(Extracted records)
=======

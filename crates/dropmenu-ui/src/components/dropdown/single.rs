//! Single-trigger dropdown: one button toggles a flat list.

use super::controller::use_dropdown;
use super::parts::{chevron, render_menu, render_trigger};
use crate::core::menu::{MenuItem, MenuKind};
use yew::prelude::*;

#[derive(Properties, PartialEq)]
pub(crate) struct SingleLevelDropdownProps {
    pub(crate) label: AttrValue,
    pub(crate) items: Vec<MenuItem>,
    /// Element id base; allocated per instance when absent.
    #[prop_or_default]
    pub(crate) id: Option<AttrValue>,
    #[prop_or_default]
    pub(crate) class: Classes,
}

#[function_component(SingleLevelDropdown)]
pub(crate) fn single_level_dropdown(props: &SingleLevelDropdownProps) -> Html {
    let handle = use_dropdown(props.items.clone(), MenuKind::Flat, props.id.clone(), None);
    let trigger = render_trigger(
        &handle,
        classes!("btn", "btn-outline", "btn-sm", "h-10", "px-4"),
        None,
        html! {
            <>
                {props.label.clone()}
                <span class="ml-2">{chevron(handle.state.is_open())}</span>
            </>
        },
    );

    html! {
        <div class={classes!("relative", "inline-block", props.class.clone())} ref={handle.root_ref.clone()}>
            {trigger}
            {render_menu(&handle, &props.items)}
        </div>
    }
}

=======

### Exercise goal
Where in the entries does the word "MenuKind" occur? Copy out each line that has it.

### Answer to this task
use crate::core::menu::{MenuItem, MenuKind};
    let handle = use_dropdown(props.items.clone(), MenuKind::Flat, props.id.clone(), None);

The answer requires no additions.